[Start of section]

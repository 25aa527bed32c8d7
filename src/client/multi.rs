//! Multi-collection aggregator.
//!
//! Runs one [`CollectionHook`] per named endpoint and combines their state.
//! Declaration order is preserved and decides which error is reported.

use std::sync::Arc;

use futures::future::join_all;
use serde_json::Value;

use super::{CollectionHook, Fetcher, HookOptions, HookSnapshot};
use crate::cache::TtlCache;
use crate::error::FetchError;

/// One entry of a [`MultiCollection`].
#[derive(Debug, Clone)]
pub struct EndpointSpec {
    pub name: String,
    pub endpoint: String,
    pub initial_data: Option<Value>,
}

impl EndpointSpec {
    pub fn new(name: impl Into<String>, endpoint: impl Into<String>) -> Self {
        Self {
            name: name.into(),
            endpoint: endpoint.into(),
            initial_data: None,
        }
    }

    pub fn with_initial_data(mut self, data: Value) -> Self {
        self.initial_data = Some(data);
        self
    }
}

// == Multi Collection ==
#[derive(Debug)]
pub struct MultiCollection {
    hooks: Vec<(String, CollectionHook)>,
}

impl MultiCollection {
    /// Builds one hook per spec, sharing `fetcher` and the client `cache`.
    pub fn new(
        specs: impl IntoIterator<Item = EndpointSpec>,
        fetcher: Arc<dyn Fetcher>,
        cache: Arc<TtlCache<Value>>,
    ) -> Self {
        let hooks = specs
            .into_iter()
            .map(|spec| {
                let mut options = HookOptions::default();
                options.initial_data = spec.initial_data;
                let hook = CollectionHook::new(spec.endpoint, fetcher.clone(), cache.clone(), options);
                (spec.name, hook)
            })
            .collect();
        Self { hooks }
    }

    pub async fn mount_all(&self) {
        join_all(self.hooks.iter().map(|(_, hook)| hook.mount())).await;
    }

    pub async fn refetch_all(&self) {
        join_all(self.hooks.iter().map(|(_, hook)| hook.refetch())).await;
    }

    pub async fn refresh_all(&self) {
        join_all(self.hooks.iter().map(|(_, hook)| hook.refresh())).await;
    }

    /// True while any hook is loading.
    pub fn loading(&self) -> bool {
        self.hooks.iter().any(|(_, hook)| hook.loading())
    }

    /// First error in declaration order.
    pub fn error(&self) -> Option<FetchError> {
        self.hooks.iter().find_map(|(_, hook)| hook.error())
    }

    pub fn data(&self, name: &str) -> Option<Value> {
        self.hook(name).and_then(CollectionHook::data)
    }

    pub fn hook(&self, name: &str) -> Option<&CollectionHook> {
        self.hooks
            .iter()
            .find(|(hook_name, _)| hook_name == name)
            .map(|(_, hook)| hook)
    }

    pub fn names(&self) -> Vec<&str> {
        self.hooks.iter().map(|(name, _)| name.as_str()).collect()
    }

    pub fn snapshots(&self) -> Vec<(String, HookSnapshot)> {
        self.hooks
            .iter()
            .map(|(name, hook)| (name.clone(), hook.snapshot()))
            .collect()
    }
}

#[cfg(test)]
mod tests {
    use super::*;
    use async_trait::async_trait;
    use reqwest::Method;
    use serde_json::json;
    use std::collections::HashMap;
    use std::time::Duration;

    /// Answers requests from a fixed table keyed by endpoint.
    struct TableFetcher(HashMap<&'static str, Result<Value, FetchError>>);

    #[async_trait]
    impl Fetcher for TableFetcher {
        async fn request(
            &self,
            _method: Method,
            endpoint: &str,
            _body: Option<Value>,
        ) -> Result<Value, FetchError> {
            self.0
                .get(endpoint)
                .cloned()
                .unwrap_or_else(|| Err(FetchError::Status {
                    status: 404,
                    message: format!("{endpoint} not found"),
                }))
        }
    }

    fn multi(table: Vec<(&'static str, Result<Value, FetchError>)>) -> MultiCollection {
        let specs = vec![
            EndpointSpec::new("services", "/api/services").with_initial_data(json!([])),
            EndpointSpec::new("solutions", "/api/solutions"),
            EndpointSpec::new("caseStudies", "/api/caseStudies"),
        ];
        MultiCollection::new(
            specs,
            Arc::new(TableFetcher(table.into_iter().collect())),
            Arc::new(TtlCache::new(Duration::from_secs(300))),
        )
    }

    #[test]
    fn test_initial_state() {
        let multi = multi(vec![]);
        assert_eq!(multi.names(), vec!["services", "solutions", "caseStudies"]);
        assert_eq!(multi.data("services"), Some(json!([])));
        assert_eq!(multi.data("solutions"), None);
        assert!(!multi.loading());
        assert!(multi.error().is_none());
        assert!(multi.hook("unknown").is_none());
    }

    #[tokio::test]
    async fn test_mount_all_collects_data() {
        let multi = multi(vec![
            ("/api/services", Ok(json!([{"id": "s1"}]))),
            ("/api/solutions", Ok(json!([{"id": "x1"}]))),
            ("/api/caseStudies", Ok(json!([]))),
        ]);

        multi.mount_all().await;

        assert!(!multi.loading());
        assert!(multi.error().is_none());
        assert_eq!(multi.data("solutions"), Some(json!([{"id": "x1"}])));
        assert_eq!(multi.snapshots().len(), 3);
    }

    #[tokio::test]
    async fn test_error_is_first_in_declaration_order() {
        let multi = multi(vec![
            ("/api/services", Ok(json!([]))),
            (
                "/api/solutions",
                Err(FetchError::Transport("solutions down".into())),
            ),
            (
                "/api/caseStudies",
                Err(FetchError::Transport("case studies down".into())),
            ),
        ]);

        multi.mount_all().await;

        assert_eq!(
            multi.error(),
            Some(FetchError::Transport("solutions down".into()))
        );
        assert_eq!(multi.data("services"), Some(json!([])));
    }

    #[tokio::test]
    async fn test_refresh_all_keeps_data_on_failure() {
        let multi = multi(vec![
            ("/api/services", Ok(json!([1]))),
            ("/api/solutions", Ok(json!([2]))),
            ("/api/caseStudies", Ok(json!([3]))),
            ("/api/services/refresh", Ok(json!([10]))),
        ]);
        multi.mount_all().await;

        multi.refresh_all().await;

        assert_eq!(multi.data("services"), Some(json!([10])));
        assert_eq!(multi.data("caseStudies"), Some(json!([3])));
        assert!(multi.error().is_none());
        assert!(!multi.loading());
    }
}
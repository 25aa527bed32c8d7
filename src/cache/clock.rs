//! Clock Module
//!
//! Time source used by the TTL cache. Entries store absolute millisecond
//! timestamps, so the cache only ever needs "now".

use std::sync::atomic::{AtomicU64, Ordering};
use std::sync::Arc;
use std::time::Duration;

// == Clock Trait ==
/// Source of the current time in Unix milliseconds.
pub trait Clock: Send + Sync {
    /// Returns the current time in Unix milliseconds.
    fn now_ms(&self) -> u64;
}

// == System Clock ==
/// Wall clock backed by `chrono::Utc`.
#[derive(Debug, Default, Clone, Copy)]
pub struct SystemClock;

impl Clock for SystemClock {
    fn now_ms(&self) -> u64 {
        current_timestamp_ms()
    }
}

// == Manual Clock ==
/// Clock that only moves when told to.
///
/// Cloning shares the underlying time, so a test can keep one handle and
/// give the other to a cache.
#[derive(Debug, Clone, Default)]
pub struct ManualClock {
    now: Arc<AtomicU64>,
}

impl ManualClock {
    /// Creates a manual clock starting at `start_ms`.
    pub fn new(start_ms: u64) -> Self {
        Self {
            now: Arc::new(AtomicU64::new(start_ms)),
        }
    }

    /// Moves the clock forward.
    pub fn advance(&self, by: Duration) {
        self.now.fetch_add(duration_ms(by), Ordering::SeqCst);
    }

    /// Sets the clock to an absolute time.
    pub fn set(&self, now_ms: u64) {
        self.now.store(now_ms, Ordering::SeqCst);
    }
}

impl Clock for ManualClock {
    fn now_ms(&self) -> u64 {
        self.now.load(Ordering::SeqCst)
    }
}

// == Utility Functions ==
/// Whole milliseconds in `duration`, saturating at `u64::MAX`.
pub(crate) fn duration_ms(duration: Duration) -> u64 {
    u64::try_from(duration.as_millis()).unwrap_or(u64::MAX)
}

/// Returns current Unix timestamp in milliseconds.
pub fn current_timestamp_ms() -> u64 {
    chrono::Utc::now().timestamp_millis().max(0) as u64
}
//! API Handlers
//!
//! HTTP request handlers for the collection CRUD endpoints and the cache
//! inspection surface.

use std::sync::Arc;

use axum::{
    extract::{rejection::JsonRejection, Path, Query, State},
    http::StatusCode,
    Json,
};
use serde_json::Value;
use tracing::info;

use crate::cache::{duration_ms, TtlCache};
use crate::collection::{Collection, Collections, Document};
use crate::config::Config;
use crate::error::{ConfigError, Result, ServiceError};
use crate::models::{
    CacheClearResponse, CacheKeyResponse, CacheSnapshotResponse, ClearQuery, DataResponse,
    DeletedResponse, HealthResponse, ReadQuery,
};
use crate::store::StoreContext;

/// Application state shared across all handlers.
#[derive(Clone)]
pub struct AppState {
    pub collections: Arc<Collections>,
}

impl AppState {
    pub fn new(collections: Collections) -> Self {
        Self {
            collections: Arc::new(collections),
        }
    }

    /// Builds the store context, the shared cache and every configured
    /// collection. Does not connect to the store.
    pub fn from_config(config: &Config) -> std::result::Result<Self, ConfigError> {
        let store = Arc::new(StoreContext::configure(config.connection_options())?);
        let cache = Arc::new(TtlCache::new(config.cache_ttl()));

        let collections = config
            .collection_configs()
            .into_iter()
            .fold(Collections::new(store, cache), Collections::with);
        Ok(Self::new(collections))
    }

    fn collection(&self, name: &str) -> Result<Arc<Collection>> {
        self.collections
            .get(name)
            .ok_or_else(|| ServiceError::UnknownCollection(name.to_string()))
    }
}

fn json_body(body: std::result::Result<Json<Value>, JsonRejection>) -> Result<Value> {
    body.map(|Json(value)| value)
        .map_err(|rejection| ServiceError::InvalidRequest(rejection.body_text()))
}

/// Handler for GET /api/:collection
pub async fn list_handler(
    State(state): State<AppState>,
    Path(collection): Path<String>,
    Query(query): Query<ReadQuery>,
) -> Result<Json<DataResponse<Vec<Document>>>> {
    let fetched = state.collection(&collection)?.list_all(query.into()).await?;
    Ok(Json(fetched.into()))
}

/// Handler for POST /api/:collection/refresh
///
/// Re-reads the listing from the store regardless of the cached entry.
pub async fn refresh_handler(
    State(state): State<AppState>,
    Path(collection): Path<String>,
) -> Result<Json<DataResponse<Vec<Document>>>> {
    let docs = state.collection(&collection)?.refresh_cache().await?;
    info!(collection = %collection, count = docs.len(), "cache refreshed on request");
    Ok(Json(DataResponse::fresh(docs)))
}

/// Handler for POST /api/:collection
pub async fn create_handler(
    State(state): State<AppState>,
    Path(collection): Path<String>,
    body: std::result::Result<Json<Value>, JsonRejection>,
) -> Result<(StatusCode, Json<DataResponse<Document>>)> {
    let target = state.collection(&collection)?;
    let doc = target.create(json_body(body)?).await?;
    Ok((StatusCode::CREATED, Json(DataResponse::fresh(doc))))
}

/// Handler for GET /api/:collection/:id
pub async fn get_handler(
    State(state): State<AppState>,
    Path((collection, id)): Path<(String, String)>,
    Query(query): Query<ReadQuery>,
) -> Result<Json<DataResponse<Document>>> {
    state
        .collection(&collection)?
        .get_by_id(&id, query.into())
        .await?
        .map(|fetched| Json(fetched.into()))
        .ok_or_else(|| ServiceError::NotFound(format!("{collection}/{id}")))
}

/// Handler for PUT /api/:collection/:id
pub async fn update_handler(
    State(state): State<AppState>,
    Path((collection, id)): Path<(String, String)>,
    body: std::result::Result<Json<Value>, JsonRejection>,
) -> Result<Json<DataResponse<Document>>> {
    let target = state.collection(&collection)?;
    target
        .update(&id, json_body(body)?)
        .await?
        .map(|doc| Json(DataResponse::fresh(doc)))
        .ok_or_else(|| ServiceError::NotFound(format!("{collection}/{id}")))
}

/// Handler for DELETE /api/:collection/:id
pub async fn delete_handler(
    State(state): State<AppState>,
    Path((collection, id)): Path<(String, String)>,
) -> Result<Json<DataResponse<DeletedResponse>>> {
    if state.collection(&collection)?.remove(&id).await? {
        Ok(Json(DataResponse::fresh(DeletedResponse::new(id))))
    } else {
        Err(ServiceError::NotFound(format!("{collection}/{id}")))
    }
}

/// Handler for GET /cache
pub async fn cache_snapshot_handler(State(state): State<AppState>) -> Json<CacheSnapshotResponse> {
    let cache = state.collections.cache();
    Json(CacheSnapshotResponse::new(cache.keys(), cache.stats()))
}

/// Handler for GET /cache/:key
pub async fn cache_key_handler(
    State(state): State<AppState>,
    Path(key): Path<String>,
) -> Json<CacheKeyResponse> {
    let cache = state.collections.cache();
    let present = cache.has(&key);
    let ttl_remaining_ms = cache.ttl_remaining(&key).map(duration_ms);
    Json(CacheKeyResponse {
        key,
        present,
        ttl_remaining_ms,
    })
}

/// Handler for DELETE /cache[?prefix=...]
pub async fn cache_clear_handler(
    State(state): State<AppState>,
    Query(query): Query<ClearQuery>,
) -> Result<Json<CacheClearResponse>> {
    if let Some(message) = query.validate() {
        return Err(ServiceError::InvalidRequest(message));
    }

    let cache = state.collections.cache();
    let removed = match query.prefix.as_deref() {
        Some(prefix) => cache.delete_by_prefix(prefix),
        None => {
            let removed = cache.size();
            cache.clear();
            removed
        }
    };
    info!(removed, prefix = ?query.prefix, "cache cleared on request");

    Ok(Json(CacheClearResponse { removed }))
}

/// Handler for GET /health
pub async fn health_handler(State(state): State<AppState>) -> Json<HealthResponse> {
    Json(HealthResponse::healthy(state.collections.names()))
}

#[cfg(test)]
mod tests {
    use super::*;
    use crate::collection::CollectionConfig;
    use crate::store::ConnectionOptions;
    use serde_json::json;
    use std::time::Duration;

    fn test_state() -> AppState {
        let store = StoreContext::configure(ConnectionOptions::uri("memory://test")).unwrap();
        let cache = TtlCache::new(Duration::from_secs(300));
        AppState::new(
            Collections::new(Arc::new(store), Arc::new(cache)).with(CollectionConfig::new("items")),
        )
    }

    #[tokio::test]
    async fn test_create_then_list() {
        let state = test_state();

        let (status, created) = create_handler(
            State(state.clone()),
            Path("items".to_string()),
            Ok(Json(json!({"id": "1", "title": "A"}))),
        )
        .await
        .unwrap();
        assert_eq!(status, StatusCode::CREATED);
        assert_eq!(created.data["id"], "1");

        let listed = list_handler(
            State(state.clone()),
            Path("items".to_string()),
            Query(ReadQuery::default()),
        )
        .await
        .unwrap();
        assert_eq!(listed.data.len(), 1);
        assert!(!listed.cached);
    }

    #[tokio::test]
    async fn test_unknown_collection() {
        let result = list_handler(
            State(test_state()),
            Path("nope".to_string()),
            Query(ReadQuery::default()),
        )
        .await;
        assert!(matches!(result, Err(ServiceError::UnknownCollection(_))));
    }

    #[tokio::test]
    async fn test_get_missing_is_not_found() {
        let result = get_handler(
            State(test_state()),
            Path(("items".to_string(), "404".to_string())),
            Query(ReadQuery::default()),
        )
        .await;
        assert!(matches!(result, Err(ServiceError::NotFound(_))));
    }

    #[tokio::test]
    async fn test_cache_clear_by_prefix() {
        let state = test_state();
        let cache = state.collections.cache();
        cache.set_default("collection:items:all", json!([]));
        cache.set_default("other", json!(1));

        let response = cache_clear_handler(
            State(state.clone()),
            Query(ClearQuery {
                prefix: Some("collection:".into()),
            }),
        )
        .await
        .unwrap();

        assert_eq!(response.removed, 1);
        assert_eq!(cache.keys(), vec!["other"]);
    }

    #[tokio::test]
    async fn test_cache_key_reports_remaining_ttl() {
        let clock = crate::cache::ManualClock::new(0);
        let cache = TtlCache::with_clock(Duration::from_secs(300), Arc::new(clock.clone()));
        let store = StoreContext::configure(ConnectionOptions::uri("memory://test")).unwrap();
        let state = AppState::new(Collections::new(Arc::new(store), Arc::new(cache)));
        state
            .collections
            .cache()
            .set("collection:items:all", json!([]), Duration::from_secs(10));

        clock.advance(Duration::from_secs(4));
        let live = cache_key_handler(State(state.clone()), Path("collection:items:all".into())).await;
        assert!(live.present);
        assert_eq!(live.ttl_remaining_ms, Some(6_000));

        clock.advance(Duration::from_secs(7));
        let gone = cache_key_handler(State(state), Path("collection:items:all".into())).await;
        assert!(!gone.present);
        assert_eq!(gone.ttl_remaining_ms, None);
    }

    #[test]
    fn test_from_config() {
        let config = Config {
            collections: vec!["services".into(), "caseStudies".into()],
            ..Config::default()
        };
        let state = AppState::from_config(&config).unwrap();
        assert_eq!(state.collections.names(), vec!["caseStudies", "services"]);

        let bad = Config {
            database_url: "::not a url".into(),
            ..Config::default()
        };
        assert!(matches!(
            AppState::from_config(&bad),
            Err(ConfigError::Invalid { .. })
        ));
    }

    #[tokio::test]
    async fn test_health_lists_collections() {
        let response = health_handler(State(test_state())).await;
        assert_eq!(response.status, "healthy");
        assert_eq!(response.collections, vec!["items"]);
    }
}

[End of section]

▶ **What to do**: Set down, word for word, each line from the top of the records above through the line with "use crate::cache::TtlCache;".

▶ **Response area**:
repository 25aa527bed32c8d7
filename src/client/multi.rs
//! Multi-collection aggregator.
//!
//! Runs one [`CollectionHook`] per named endpoint and combines their state.
//! Declaration order is preserved and decides which error is reported.

use std::sync::Arc;

use futures::future::join_all;
use serde_json::Value;

use super::{CollectionHook, Fetcher, HookOptions, HookSnapshot};
use crate::cache::TtlCache;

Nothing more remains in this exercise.